**PROBLEM TO SOLVE**
What lines of the data hold the string "signed"? Copy them all.

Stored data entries
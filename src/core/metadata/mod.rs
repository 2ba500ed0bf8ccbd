//! # Metadata Module
//!
//! Extracts the capture timestamp and GPS coordinates from a media
//! file.
//!
//! ## Sources
//! - Images: the EXIF tag set, preferring `DateTimeOriginal`, then
//!   `CreateDate` (DateTimeDigitized), then `ModifyDate` (DateTime).
//!   GPS rationals or exiftool-style DMS strings normalize to signed
//!   decimal degrees (South and West are negative).
//! - Videos: the MP4/MOV container creation time. GPS is not expected
//!   from video containers.
//!
//! A file that cannot be opened fails with `ExtractError`; a readable
//! file with no usable tags yields empty metadata and the planner
//! falls back to the file's own modification time.

use crate::core::scanner::{MediaFile, MediaKind};
use crate::error::ExtractError;
use chrono::{DateTime, Local, NaiveDateTime};
use exif::{In, Reader, Tag, Value};
use regex::Regex;
use serde::{Deserialize, Serialize};
use std::fs::File;
use std::io::BufReader;
use std::path::Path;
use std::sync::OnceLock;
use std::time::SystemTime;
use tracing::debug;

/// Canonical timestamp form carried through the pipeline
pub const TIMESTAMP_FORMAT: &str = "%Y:%m:%d %H:%M:%S";

/// Seconds between the MP4 epoch (1904-01-01) and the Unix epoch
const SECONDS_FROM_1904_TO_1970: u64 = 2_082_844_800;

/// A decimal-degree coordinate pair (South and West negative)
#[derive(Debug, Clone, Copy, PartialEq, Serialize, Deserialize)]
pub struct Coordinates {
    pub latitude: f64,
    pub longitude: f64,
}

/// Capture metadata for one file, derived once and never mutated
#[derive(Debug, Clone, Default, Serialize, Deserialize)]
pub struct CaptureMetadata {
    /// Capture timestamp in `YYYY:MM:DD HH:MM:SS` form, if recorded
    pub timestamp: Option<String>,
    /// GPS coordinates, if recorded (always absent for video)
    pub gps: Option<Coordinates>,
}

/// Resolves capture metadata per file kind
pub struct MetadataResolver;

impl MetadataResolver {
    pub fn new() -> Self {
        Self
    }

    /// Extract capture metadata for a discovered media file
    pub fn extract(&self, file: &MediaFile) -> Result<CaptureMetadata, ExtractError> {
        match file.kind {
            MediaKind::Image => self.extract_image(&file.path),
            MediaKind::Video => Ok(self.extract_video(&file.path)),
            MediaKind::Unsupported => Ok(CaptureMetadata::default()),
        }
    }

    /// Read the EXIF tag set of an image
    fn extract_image(&self, path: &Path) -> Result<CaptureMetadata, ExtractError> {
        let file = File::open(path).map_err(|e| ExtractError::Open {
            path: path.to_path_buf(),
            source: e,
        })?;

        let mut bufreader = BufReader::new(&file);
        let exif = match Reader::new().read_from_container(&mut bufreader) {
            Ok(exif) => exif,
            Err(e) => {
                // No EXIF container; the planner falls back to mtime
                debug!(path = %path.display(), error = %e, "no EXIF data");
                return Ok(CaptureMetadata::default());
            }
        };

        let timestamp = [Tag::DateTimeOriginal, Tag::DateTimeDigitized, Tag::DateTime]
            .iter()
            .find_map(|tag| {
                exif.get_field(*tag, In::PRIMARY)
                    .and_then(|field| ascii_value(&field.value))
            });

        let latitude = gps_coordinate(&exif, Tag::GPSLatitude, Tag::GPSLatitudeRef);
        let longitude = gps_coordinate(&exif, Tag::GPSLongitude, Tag::GPSLongitudeRef);

        let gps = match (latitude, longitude) {
            (Some(latitude), Some(longitude)) => Some(Coordinates {
                latitude,
                longitude,
            }),
            _ => None,
        };

        Ok(CaptureMetadata { timestamp, gps })
    }

    /// Read the container creation time of a video.
    ///
    /// Only MP4-family containers carry a parseable date here; other
    /// containers (and unparseable files) yield empty metadata so the
    /// planner falls back to mtime.
    fn extract_video(&self, path: &Path) -> CaptureMetadata {
        let timestamp = container_creation_time(path)
            // Muxers write zero when the capture time is unknown
            .filter(|&creation| creation != 0)
            .and_then(|creation| {
                let unix_secs = creation.saturating_sub(SECONDS_FROM_1904_TO_1970);
                DateTime::from_timestamp(unix_secs as i64, 0)
                    .map(|dt| dt.naive_utc().format(TIMESTAMP_FORMAT).to_string())
            });

        if timestamp.is_none() {
            debug!(path = %path.display(), "no container date; will fall back to mtime");
        }

        CaptureMetadata {
            timestamp,
            gps: None,
        }
    }
}

impl Default for MetadataResolver {
    fn default() -> Self {
        Self::new()
    }
}

/// Convert a file modification time into the planner's fallback form
pub fn mtime_naive(modified: SystemTime) -> NaiveDateTime {
    DateTime::<Local>::from(modified).naive_local()
}

/// Movie-header creation time of an MP4-family container, in seconds
/// since the MP4 epoch (1904-01-01). `None` when the file is not a
/// parseable MP4/MOV.
fn container_creation_time(path: &Path) -> Option<u64> {
    let file = File::open(path).ok()?;
    let size = file.metadata().ok()?.len();
    let reader = mp4::Mp4Reader::read_header(BufReader::new(file), size).ok()?;
    Some(reader.moov.mvhd.creation_time)
}

/// Read one GPS coordinate (value + hemisphere reference) from the tag set
fn gps_coordinate(exif: &exif::Exif, value_tag: Tag, ref_tag: Tag) -> Option<f64> {
    let value_field = exif.get_field(value_tag, In::PRIMARY)?;
    let reference = exif
        .get_field(ref_tag, In::PRIMARY)
        .and_then(|field| ascii_value(&field.value))
        .unwrap_or_default();

    match &value_field.value {
        Value::Rational(parts) if !parts.is_empty() => {
            let degrees = parts.first().map(|r| r.to_f64()).unwrap_or(0.0);
            let minutes = parts.get(1).map(|r| r.to_f64()).unwrap_or(0.0);
            let seconds = parts.get(2).map(|r| r.to_f64()).unwrap_or(0.0);
            let decimal = degrees + minutes / 60.0 + seconds / 3600.0;
            Some(apply_hemisphere(decimal, &reference))
        }
        Value::Ascii(_) => {
            let raw = ascii_value(&value_field.value)?;
            convert_to_decimal(&raw, &reference)
        }
        _ => None,
    }
}

/// Normalize a coordinate string to signed decimal degrees.
///
/// Accepts plain decimals (`"40.810936"`) and exiftool-style DMS
/// strings (`"40 deg 48' 39.37\" N"`). The hemisphere reference may be
/// a single letter or a full word; South and West negate the value.
pub fn convert_to_decimal(value: &str, reference: &str) -> Option<f64> {
    static DMS_PATTERN: OnceLock<Regex> = OnceLock::new();
    let pattern = DMS_PATTERN.get_or_init(|| {
        Regex::new(r#"^\s*(\d+(?:\.\d+)?)\s*deg\s*(\d+(?:\.\d+)?)'\s*(\d+(?:\.\d+)?)"\s*([NSEW])?\s*$"#)
            .expect("DMS pattern is valid")
    });

    let trimmed = value.trim();

    if let Ok(decimal) = trimmed.parse::<f64>() {
        return Some(apply_hemisphere(decimal, reference));
    }

    let captures = pattern.captures(trimmed)?;
    let degrees: f64 = captures[1].parse().ok()?;
    let minutes: f64 = captures[2].parse().ok()?;
    let seconds: f64 = captures[3].parse().ok()?;
    let decimal = degrees + minutes / 60.0 + seconds / 3600.0;

    // Hemisphere may ride in the string itself or in the reference tag
    let hemisphere = captures
        .get(4)
        .map(|m| m.as_str().to_string())
        .unwrap_or_else(|| reference.to_string());

    Some(apply_hemisphere(decimal, &hemisphere))
}

/// Negate for the southern/western hemisphere
fn apply_hemisphere(decimal: f64, reference: &str) -> f64 {
    match reference.trim().chars().next() {
        Some('S') | Some('s') | Some('W') | Some('w') => -decimal,
        _ => decimal,
    }
}

/// First ASCII string carried by an EXIF value
fn ascii_value(value: &Value) -> Option<String> {
    if let Value::Ascii(ref vec) = value {
        if let Some(bytes) = vec.first() {
            if let Ok(s) = std::str::from_utf8(bytes) {
                let trimmed = s.trim_end_matches('\0').trim();
                if !trimmed.is_empty() {
                    return Some(trimmed.to_string());
                }
            }
        }
    }
    None
}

**FINISHED EXERCISE**
//!   GPS rationals or exiftool-style DMS strings normalize to signed
/// Normalize a coordinate string to signed decimal degrees.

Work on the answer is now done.